Самое жестокое похмелье — от опьянения коллективным единодушием. Оно пришло немедленно, и афиняне раскаялись, а чтоб забыть позор, покарали уступчивых пританов. О трезвом голосе недрогнувшего Сократа никто не говорил, но ощущение стыда — не лучшая почва для добрососедства, и афиняне еще припомнят Сократу этот случай его душевного превосходства.
Вскоре после того злополучного морского сражения афинское войско было наголову разбито спартанским, и в городе установилось правление тридцати тиранов (название, укоренившееся в Афинах и оставшееся в истории). Разумеется, сами эти тридцать человек себя тиранами не считали, и правление их официально именовалось «строем отцов», но в городе свирепствовал террор. Убивали самых активных защитников и устроителей свергнутой демократии, многие спасались бегством.

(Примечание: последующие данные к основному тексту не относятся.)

//! Caller-facing operations over one row store.
//!
//! [`AdcEngine`] is what an adapter (SQL extension, RPC handler, CLI) binds
//! to. It owns the store handle and the [`EngineConfig`] naming the tables,
//! and builds a fresh search engine or clusterer for every call.
//!
//! ```ignore
//! let engine = AdcEngine::new(store);
//! for slot in engine.pq_search(&query, 10)? {
//!     if let Some(hit) = slot.hit() {
//!         println!("{} {}", hit.id, hit.distance);
//!     }
//! }
//! ```

use crate::config::EngineConfig;
use crate::distance;
use crate::error::Result;
use crate::index::{AnnSearch, IvfadcSearchEngine, PqSearchEngine, SearchResults};
use crate::kmeans::{Clusters, PqKMeans};
use crate::metrics::SearchStatistics;
use crate::store::RowStore;
use crate::types::VectorId;

/// Facade over vector math, PQ search, IVFADC search and PQ k-means.
#[derive(Debug, Clone)]
pub struct AdcEngine<S> {
    store: S,
    config: EngineConfig,
}

impl<S: RowStore> AdcEngine<S> {
    /// Engine with the default table names.
    pub fn new(store: S) -> Self {
        Self {
            store,
            config: EngineConfig::default(),
        }
    }

    /// Engine with a validated configuration.
    pub fn with_config(store: S, config: EngineConfig) -> Result<Self> {
        config.validate()?;
        Ok(Self { store, config })
    }

    pub fn config(&self) -> &EngineConfig {
        &self.config
    }

    pub fn store(&self) -> &S {
        &self.store
    }

    /// Cosine similarity; fails on a zero-norm operand.
    pub fn cosine_similarity(&self, a: &[f32], b: &[f32]) -> Result<f32> {
        distance::cosine_similarity(a, b)
    }

    /// Dot product of two vectors the caller guarantees are unit length.
    pub fn cosine_similarity_normalized(&self, a: &[f32], b: &[f32]) -> Result<f32> {
        distance::cosine_similarity_normalized(a, b)
    }

    pub fn vector_add(&self, a: &[f32], b: &[f32]) -> Result<Vec<f32>> {
        distance::vector_add(a, b)
    }

    pub fn vector_subtract(&self, a: &[f32], b: &[f32]) -> Result<Vec<f32>> {
        distance::vector_subtract(a, b)
    }

    fn pq_engine(&self) -> PqSearchEngine<&S> {
        PqSearchEngine::new(&self.store, &self.config.flat_codebook, &self.config.pq_table)
    }

    fn ivfadc_engine(&self) -> IvfadcSearchEngine<&S> {
        IvfadcSearchEngine::new(
            &self.store,
            &self.config.residual_codebook,
            &self.config.ivf_table,
        )
    }

    /// k nearest rows of the flat PQ table; always k slots.
    pub fn pq_search(&self, query: &[f32], k: usize) -> Result<SearchResults> {
        self.pq_engine().search(query, k)
    }

    pub fn pq_search_with_stats(
        &self,
        query: &[f32],
        k: usize,
    ) -> Result<(SearchResults, SearchStatistics)> {
        self.pq_engine().search_with_stats(query, k)
    }

    /// k nearest rows among `ids`; `min(k, distinct ids)` slots.
    pub fn pq_search_filtered(
        &self,
        query: &[f32],
        k: usize,
        ids: &[VectorId],
    ) -> Result<SearchResults> {
        self.pq_engine().search_among(query, k, ids)
    }

    /// k nearest rows within the query's coarse cell; always k slots.
    pub fn ivfadc_search(&self, query: &[f32], k: usize) -> Result<SearchResults> {
        self.ivfadc_engine().search(query, k)
    }

    pub fn ivfadc_search_with_stats(
        &self,
        query: &[f32],
        k: usize,
    ) -> Result<(SearchResults, SearchStatistics)> {
        self.ivfadc_engine().search_with_stats(query, k)
    }

    /// Partition `ids` into k clusters with PQ k-means.
    pub fn cluster_by_pq(&self, ids: &[VectorId], k: usize) -> Result<Clusters> {
        let mut kmeans = PqKMeans::new(
            &self.store,
            &self.config.flat_codebook,
            &self.config.pq_table,
            &self.config.vector_table,
        )
        .with_iterations(self.config.cluster_iterations);
        if let Some(seed) = self.config.seed {
            kmeans = kmeans.with_seed(seed);
        }
        kmeans.cluster(ids, k)
    }
}

#[cfg(test)]
mod tests {
    use super::*;
    use crate::codebook::{Codebook, SubspaceLayout};
    use crate::error::AdcError;
    use crate::pq::QuantizedRow;
    use crate::store::MemoryStore;
    use crate::vector::Vector;

    fn engine() -> AdcEngine<MemoryStore> {
        let store = MemoryStore::new();
        let layout = SubspaceLayout::new(2, 1).unwrap();
        store.put_codebook("cb", Codebook::from_flat(layout, 2, vec![0.0, 10.0, 0.0, 10.0]).unwrap());
        store.put_code_rows(
            "codes",
            vec![
                QuantizedRow::new(7u64, vec![0, 0]),
                QuantizedRow::new(8u64, vec![1, 1]),
            ],
        );
        store
            .put_vectors(
                "vecs",
                vec![Vector::new(7, vec![0.0, 0.0]), Vector::new(8, vec![10.0, 10.0])],
            )
            .unwrap();

        let config = EngineConfig::default()
            .with_flat_codebook("cb")
            .with_pq_table("codes")
            .with_vector_table("vecs")
            .with_seed(5);
        AdcEngine::with_config(store, config).unwrap()
    }

    #[test]
    fn test_vector_math() {
        let engine = engine();
        assert_eq!(engine.vector_add(&[1.0, 2.0], &[3.0, 4.0]).unwrap(), vec![4.0, 6.0]);
        assert_eq!(engine.vector_subtract(&[1.0, 2.0], &[3.0, 4.0]).unwrap(), vec![-2.0, -2.0]);
        assert!((engine.cosine_similarity(&[1.0, 0.0], &[1.0, 1.0]).unwrap() - 0.70710677).abs() < 1e-6);
        assert_eq!(engine.cosine_similarity_normalized(&[1.0, 0.0], &[0.0, 1.0]).unwrap(), 0.0);
        assert!(matches!(
            engine.vector_add(&[1.0], &[1.0, 2.0]),
            Err(AdcError::DimensionMismatch { .. })
        ));
    }

    #[test]
    fn test_searches_use_configured_tables() {
        let engine = engine();

        let hits = engine.pq_search(&[1.0, 1.0], 2).unwrap().into_hits();
        assert_eq!(hits.iter().map(|h| h.id.as_u64()).collect::<Vec<_>>(), vec![7, 8]);

        let filtered = engine.pq_search_filtered(&[1.0, 1.0], 2, &[VectorId(8)]).unwrap();
        assert_eq!(filtered.len(), 1);

        // Nothing was loaded under the residual names.
        assert!(engine.ivfadc_search(&[1.0, 1.0], 2).is_err());
    }

    #[test]
    fn test_cluster_by_pq() {
        let engine = engine();
        let clusters: Vec<_> = engine.cluster_by_pq(&[VectorId(7), VectorId(8)], 1).unwrap().collect();
        assert_eq!(clusters.len(), 1);
        assert_eq!(clusters[0].members, vec![VectorId(7), VectorId(8)]);
        assert_eq!(clusters[0].centroid, vec![5.0, 5.0]);
    }

    #[test]
    fn test_rejects_invalid_config() {
        let config = EngineConfig::default().with_cluster_iterations(0);
        assert!(AdcEngine::with_config(MemoryStore::new(), config).is_err());
    }
}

Сократ не принимал участия в подготовке восстания (которое назревало), он только в уличных беседах, к ужасу слушателей, невозмутимо сравнивал нынешних правителей с пастухом, уменьшающим свое стадо как бы количественно, но с таким отбором, чтоб куда существенней уменьшить качественно. (Когда я это читал впервые, тихий холодок прошел у меня по спине от ассоциации со сталинскими временами. Ощущение, что все на свете уже было, помогает, как это ни странно, жить и примиряться с климатом своего столетия.)